Presidential Papers, Doc#1714 To Arthur Seymour Nevins, 23 January 1956. In The Papers of Dwight David Eisenhower

Document #1714; January 23, 1956
To Arthur Seymour Nevins
Series: EM, AWF, Gettysburg Series

The Papers of Dwight David Eisenhower, Volume XVI - The Presidency: The Middle Way
Part IX: "Concerning my political intentions"; December 1955 to April 1956
Chapter 18: On "an almost normal schedule"

 

Dear Art: My query concerning the development at Gettysburg College was prompted mostly by curiosity--the rest of it by my uncertainty as to how the matter had been left. By all means do nothing whatsoever about the matter. If anything at all is to be done, the initiative should be taken by the College.1

The other points you mention in your letter of the 20th we talked over when I saw you on Saturday.2

Mr. Heckett has certainly made a very courteous suggestion and I should think it would be completely satisfactory to Slats.3

Mrs. Whitman tells me she has forward[ed] to you an excerpt from a letter from a friend of mine, Kiefer Mayer.4 (It just occurs to me that he, or at least his wife, may be friends of yours and Ann's. She used to be Lucy Brooks.)5 The matter of performance in weight-gaining tests is something that was brought to my attention quite a while back. Almost two years ago, I visited the Front Royal Agricultural Station where they have made the most exhaustive tests on this kind of thing. Norman Smith does something similar at his ranch in Colorado. However, his performance tests, as I understand it, are made on the bulls themselves. If, in their first year, their rate of gain is unsatisfactory, he gets rid of them. I suppose this is on the theory that if a bull himself is a fast gainer, then his calves are likely to be such.

I did not read Kiefer's letter and I do not know just exactly what he is proposing.
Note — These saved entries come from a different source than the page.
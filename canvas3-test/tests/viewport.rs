use canvas3::{
    graph2d::Graphics2D,
    opengl::GlCapability,
    types::{find_rgb_opaque, glam::Vec3, ClipRect, Viewport},
};
use canvas3_test::TestRunner;

#[test]
pub fn partial_viewport_survives_resize() -> anyhow::Result<()> {
    let mut runner = TestRunner::builder().build()?;
    runner.open_resizable()?;

    runner.set_viewport(Viewport::new(100, 100, 200, 100));
    assert!(runner.resize(800, 600));
    assert_eq!(runner.viewport(), Viewport::new(100, 100, 200, 100));
    assert_eq!(runner.clip_rect(), ClipRect::new(0, 0, 200, 100));
    assert_eq!(runner.backend().framebuffer.dimensions(), (800, 600));

    Ok(())
}

#[test]
pub fn full_viewport_grows_with_framebuffer() -> anyhow::Result<()> {
    let mut runner = TestRunner::builder().build()?;
    runner.open_resizable()?;
    assert_eq!(runner.viewport(), Viewport::new(0, 0, 640, 480));

    assert!(runner.resize(800, 600));
    assert_eq!(runner.viewport(), Viewport::new(0, 0, 800, 600));
    assert_eq!(runner.clip_rect(), ClipRect::new(0, 0, 800, 600));
    assert_eq!(runner.backend().viewport, Viewport::new(0, 0, 800, 600));
    assert_eq!(runner.backend().scissor, ClipRect::new(0, 0, 800, 600));

    Ok(())
}

#[test]
pub fn clip_rect_limits_drawing() -> anyhow::Result<()> {
    let mut runner = TestRunner::builder().build()?;
    runner.open()?;
    runner.begin_draw();

    runner.set_clip_rect(ClipRect::new(10, 10, 50, 50));
    assert_eq!(runner.backend().scissor, ClipRect::new(10, 10, 50, 50));

    runner.draw_box(0, 0, 100, 100, find_rgb_opaque(255, 255, 255));
    let call = runner.backend().draw_calls.last().cloned().expect("box was drawn");
    assert_eq!(call.vertices[0], Vec3::new(10.0, 10.0, 0.0));
    assert_eq!(call.vertices[2], Vec3::new(50.0, 50.0, 0.0));

    let before = runner.backend().draw_calls.len();
    runner.draw_box(60, 60, 10, 10, find_rgb_opaque(255, 255, 255));
    assert_eq!(runner.backend().draw_calls.len(), before);

    runner.finish_draw();
    Ok(())
}

#[test]
pub fn clip_rect_is_clamped_to_viewport() -> anyhow::Result<()> {
    let mut runner = TestRunner::builder().build()?;
    runner.open()?;

    runner.set_clip_rect(ClipRect::new(-20, 5, 1000, 1000));
    assert_eq!(runner.clip_rect(), ClipRect::new(0, 5, 640, 480));

    runner.set_viewport(Viewport::new(0, 0, 100, 100));
    assert_eq!(runner.clip_rect(), ClipRect::new(0, 5, 100, 100));

    Ok(())
}

#[test]
pub fn nested_draw_sets_up_state_once() -> anyhow::Result<()> {
    let mut runner = TestRunner::builder().build()?;
    runner.open()?;

    assert!(runner.begin_draw());
    assert!(runner.begin_draw());
    let setup = runner
        .backend()
        .capability_changes
        .iter()
        .filter(|(cap, _)| matches!(cap, GlCapability::DepthTest | GlCapability::ScissorTest))
        .count();
    assert_eq!(setup, 2);
    assert_eq!(runner.common().frame_lock(), 2);

    runner.finish_draw();
    assert_eq!(runner.backend().flushes, 0);
    runner.finish_draw();
    assert_eq!(runner.backend().flushes, 1);
    assert_eq!(runner.common().frame_lock(), 0);

    Ok(())
}
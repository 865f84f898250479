use std::sync::Arc;

use canvas3_types::{
    glam::{Affine3A, Vec2, Vec3, Vec4},
    RenderState, SimpleMesh, SimpleMeshFlags,
};
use parking_lot::Mutex;

use crate::surface::MeshSurface;

/// A cache several pens can push into, one at a time.
pub type SharedPenCache = Arc<Mutex<PenCache>>;

const DEFAULT_COLOR: Vec4 = Vec4::ONE;
const DEFAULT_TEXCOORD: Vec2 = Vec2::ZERO;

/// Consecutive meshes merged into one draw call.
#[derive(Debug, Clone)]
pub struct PenBatch {
    pub state: RenderState,
    pub flags: SimpleMeshFlags,
    pub offset_vertices: usize,
    pub vertex_count: usize,
    pub offset_indices: usize,
    pub index_count: usize,
}

/// Records meshes and replays them later, merging neighbours that share
/// flags and render state.
#[derive(Debug, Default)]
pub struct PenCache {
    batches: Vec<PenBatch>,
    vertices: Vec<Vec3>,
    indices: Vec<u32>,
    colors: Vec<Vec4>,
    texcoords: Vec<Vec2>,
}

impl PenCache {
    pub fn new() -> Self {
        Self::default()
    }

    pub fn shared() -> SharedPenCache {
        Arc::new(Mutex::new(Self::new()))
    }

    /// Appends `mesh`, merging it into the last batch when possible.
    pub fn push_mesh(&mut self, mesh: &SimpleMesh<'_>, flags: SimpleMeshFlags) {
        let mergeable = matches!(
            self.batches.last(),
            Some(last) if last.flags == flags && last.state == mesh.state
        );
        if !mergeable {
            self.batches.push(PenBatch {
                state: mesh.state.clone(),
                flags,
                offset_vertices: self.vertices.len(),
                vertex_count: 0,
                offset_indices: self.indices.len(),
                index_count: 0,
            });
        }

        let last = self.batches.len() - 1;
        let batch = &mut self.batches[last];
        let base = batch.vertex_count as u32;
        batch.vertex_count += mesh.vertices.len();
        batch.index_count += mesh.indices.len();

        self.vertices.extend_from_slice(mesh.vertices);
        for i in 0..mesh.vertices.len() {
            let color = mesh.colors.and_then(|colors| colors.get(i)).copied();
            self.colors.push(color.unwrap_or(DEFAULT_COLOR));
            let texcoord = mesh.texcoords.and_then(|texcoords| texcoords.get(i)).copied();
            self.texcoords.push(texcoord.unwrap_or(DEFAULT_TEXCOORD));
        }
        self.indices.extend(mesh.indices.iter().map(|&index| index + base));
    }

    /// Submits every batch in push order, one draw call each.
    pub fn render<S: MeshSurface + ?Sized>(&self, surface: &mut S) {
        profiling::scope!("PenCache::render");
        for batch in &self.batches {
            let vertices = batch.offset_vertices..batch.offset_vertices + batch.vertex_count;
            let indices = batch.offset_indices..batch.offset_indices + batch.index_count;
            let mesh = SimpleMesh::new(batch.state.clone(), &self.vertices[vertices.clone()], &self.indices[indices])
                .with_colors(&self.colors[vertices.clone()])
                .with_texcoords(&self.texcoords[vertices]);
            surface.draw_simple_mesh(&mesh, batch.flags);
        }
        log::trace!("Rendered {} cached pen batches", self.batches.len());
    }

    pub fn clear(&mut self) {
        self.batches.clear();
        self.vertices.clear();
        self.indices.clear();
        self.colors.clear();
        self.texcoords.clear();
    }

    /// Moves all cached geometry by replacing every batch's world transform.
    pub fn set_transform(&mut self, transform: Affine3A) {
        for batch in &mut self.batches {
            batch.state.object_to_world = transform;
        }
    }

    pub fn batches(&self) -> &[PenBatch] {
        &self.batches
    }

    pub fn batch_count(&self) -> usize {
        self.batches.len()
    }

    pub fn is_empty(&self) -> bool {
        self.batches.is_empty()
    }

    pub fn vertices(&self) -> &[Vec3] {
        &self.vertices
    }

    pub fn indices(&self) -> &[u32] {
        &self.indices
    }

    pub fn colors(&self) -> &[Vec4] {
        &self.colors
    }

    pub fn texcoords(&self) -> &[Vec2] {
        &self.texcoords
    }
}

#[cfg(test)]
mod tests {
    use canvas3_types::{MeshType, TextureHandle};

    use super::*;

    struct Counter {
        calls: Vec<(MeshType, usize, Vec<u32>)>,
    }

    impl MeshSurface for Counter {
        fn draw_simple_mesh(&mut self, mesh: &SimpleMesh<'_>, _flags: SimpleMeshFlags) {
            self.calls
                .push((mesh.state.mesh_type, mesh.vertices.len(), mesh.indices.to_vec()));
        }
    }

    const TRI: [Vec3; 3] = [Vec3::ZERO, Vec3::X, Vec3::Y];

    fn texture(idx: usize) -> TextureHandle {
        TextureHandle::new(|_| {}, idx)
    }

    #[test]
    fn equal_state_merges() {
        let mut cache = PenCache::new();
        let mesh = SimpleMesh::new(RenderState::default(), &TRI, &[0, 1, 2]);
        cache.push_mesh(&mesh, SimpleMeshFlags::SCREENSPACE);
        cache.push_mesh(&mesh, SimpleMeshFlags::SCREENSPACE);

        assert_eq!(cache.batch_count(), 1);
        assert_eq!(cache.batches()[0].vertex_count, 6);
        assert_eq!(cache.indices(), [0, 1, 2, 3, 4, 5]);
        assert_eq!(cache.colors(), [Vec4::ONE; 6]);
        assert_eq!(cache.texcoords(), [Vec2::ZERO; 6]);
    }

    #[test]
    fn flags_or_texture_split() {
        let mut cache = PenCache::new();
        let plain = SimpleMesh::new(RenderState::default(), &TRI, &[0, 1, 2]);
        cache.push_mesh(&plain, SimpleMeshFlags::SCREENSPACE);
        cache.push_mesh(&plain, SimpleMeshFlags::empty());
        assert_eq!(cache.batch_count(), 2);

        let tex = texture(0);
        let textured = SimpleMesh::new(
            RenderState {
                texture: Some(tex.clone()),
                ..RenderState::default()
            },
            &TRI,
            &[0, 1, 2],
        );
        cache.push_mesh(&textured, SimpleMeshFlags::empty());
        cache.push_mesh(&textured, SimpleMeshFlags::empty());
        assert_eq!(cache.batch_count(), 3);

        let other = SimpleMesh::new(
            RenderState {
                texture: Some(texture(1)),
                ..RenderState::default()
            },
            &TRI,
            &[0, 1, 2],
        );
        cache.push_mesh(&other, SimpleMeshFlags::empty());
        assert_eq!(cache.batch_count(), 4);
        assert_eq!(cache.batches()[2].index_count, 6);
        assert_eq!(&cache.indices()[6..12], [0, 1, 2, 3, 4, 5]);
    }

    #[test]
    fn render_in_push_order_and_clear() {
        let mut cache = PenCache::new();
        let lines = SimpleMesh::new(
            RenderState {
                mesh_type: MeshType::Lines,
                ..RenderState::default()
            },
            &TRI[..2],
            &[0, 1],
        );
        let tris = SimpleMesh::new(RenderState::default(), &TRI, &[0, 1, 2]);
        cache.push_mesh(&tris, SimpleMeshFlags::empty());
        cache.push_mesh(&lines, SimpleMeshFlags::empty());
        cache.push_mesh(&lines, SimpleMeshFlags::empty());

        let mut counter = Counter { calls: Vec::new() };
        cache.render(&mut counter);
        assert_eq!(
            counter.calls,
            [
                (MeshType::Triangles, 3, vec![0, 1, 2]),
                (MeshType::Lines, 4, vec![0, 1, 2, 3]),
            ]
        );

        cache.clear();
        cache.clear();
        assert!(cache.is_empty());
        assert!(cache.vertices().is_empty());
    }

    #[test]
    fn set_transform_restamps_batches() {
        let mut cache = PenCache::new();
        let tris = SimpleMesh::new(RenderState::default(), &TRI, &[0, 1, 2]);
        cache.push_mesh(&tris, SimpleMeshFlags::empty());
        cache.push_mesh(&tris, SimpleMeshFlags::SCREENSPACE);

        let moved = Affine3A::from_translation(Vec3::new(5.0, 6.0, 0.0));
        cache.set_transform(moved);
        assert!(cache.batches().iter().all(|b| b.state.object_to_world == moved));

        // A mesh with the old transform no longer merges.
        cache.push_mesh(&tris, SimpleMeshFlags::SCREENSPACE);
        assert_eq!(cache.batch_count(), 3);
    }
}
With warm personal regard, Sincerely

1 On January 18 Eisenhower had informed Nevins that he would have no objection to the use of his name on a new administration building planned by Gettysburg College. He preferred not to accept, however, the school's offer to provide him a suite of offices in the building (AWF/Gettysburg). On January 20 Nevins replied that he had given the Gettysburg College officials the President's "tentative decision."

2 Eisenhower had motored to his Gettysburg farm and returned to Washington, D.C., on January 21.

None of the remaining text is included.